Third Quarter Consolidated Results 2023 vs. 2022

Selling, General and Administrative Expenses. Selling, general and administrative expenses of $145.9 million during the third quarter of 2023 increased 10% from $132.6 million during the third quarter of 2022 primarily due to an 11% increase in payroll and benefits expense related to the execution of our growth strategy during 2023. Selling, general and administrative expenses represented 3.2% and 2.3% of net sales during third quarter 2023 and 2022, respectively.

Profit sharing expense during the third quarter of 2023 of $64.4 million decreased 39% from the $105.1 million during the same period in 2022, consistent with decreased pretax earnings. Profit sharing expense for eligible employees is 8% of consolidated pretax income excluding noncontrolling interests and other items.

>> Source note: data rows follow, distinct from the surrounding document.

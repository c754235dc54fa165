//! Expression-to-disjunct expansion core for a link grammar parser.
//!
//! A dictionary expresses each word's connection requirements as a boolean
//! expression over typed half-links (connectors). This crate turns those
//! trees into the flat data the matching engine consumes, in four stages per
//! sentence:
//!
//! 1. expand each word's expression into AND-clauses ([`clause`]),
//! 2. materialize the clauses as disjuncts with left/right connector chains,
//!    sharing chains across clauses that derive from the same sub-expression
//!    ([`disjuncts`]),
//! 3. collapse structurally duplicate disjuncts ([`dedup`]),
//! 4. assign every connector its nearest reachable word, prune disjuncts
//!    that cannot link inside the sentence, and mark shallow connectors
//!    ([`prepare`]).
//!
//! Underneath sit three services: bump [`pool`]s for the sentence-scoped
//! records, a [`string_set`] interner for spellings, and the [`tracon_set`]
//! that gives every distinct connector suffix a single identity.
//!
//! ```
//! use linkgram::connectors::ConDescTable;
//! use linkgram::exprs::Exprs;
//! use linkgram::parse_exp::parse_exp;
//! use linkgram::{prepare_to_parse, ParseOptions, Sentence};
//!
//! let mut exprs = Exprs::new();
//! let mut descs = ConDescTable::new();
//! let det = parse_exp("D+", &mut exprs, &mut descs)?;
//! let noun = parse_exp("D- & S+", &mut exprs, &mut descs)?;
//! let verb = parse_exp("S-", &mut exprs, &mut descs)?;
//!
//! let mut sent = Sentence::new(3);
//! sent.add_entry(0, "the", det, None);
//! sent.add_entry(1, "dog", noun, None);
//! sent.add_entry(2, "runs", verb, None);
//! prepare_to_parse(&mut sent, &exprs, &descs, &ParseOptions::default())?;
//! assert_eq!(sent.disjunct_count(), 3);
//! # Ok::<(), linkgram::CoreError>(())
//! ```

#[macro_use]
extern crate lazy_static;

pub mod clause;
pub mod connectors;
pub mod dedup;
pub mod disjuncts;
pub mod errors;
pub mod exprs;
pub mod parse_exp;
pub mod pool;
pub mod prepare;
pub mod sentence;
pub mod string_set;
pub mod tracon_set;

pub use crate::errors::{CoreError, Result};
pub use crate::prepare::prepare_to_parse;
pub use crate::sentence::{ParseOptions, Sentence};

Interest Expense, net of Capitalized Interest. During the third quarter of 2023, interest expense was $18.4 million, a decrease of $6.9 million compared to the third quarter of 2022. The lower interest expense in the third quarter 2023 compared to the same period in 2022 was due to higher capitalized interest in 2023 related to construction at our Sinton and Heartland divisions and the aluminum flat rolled products mill and satellite slab centers.

Other (Income) Expense, net.  Net other income was $39.5 million in the third quarter of 2023, compared to $14.0 million in the third quarter of 2022, due primarily to an increase in interest income of $20.3 million associated with an increase in invested cash and short-term investments.

Income Tax Expense. Third quarter 2023 income tax expense of $174.8 million, at an effective income tax rate of 23.2%, decreased 40% compared to the $290.0 million, at an effective income tax rate of 24.0%, during the third quarter of 2022, consistent with decreased pretax earnings.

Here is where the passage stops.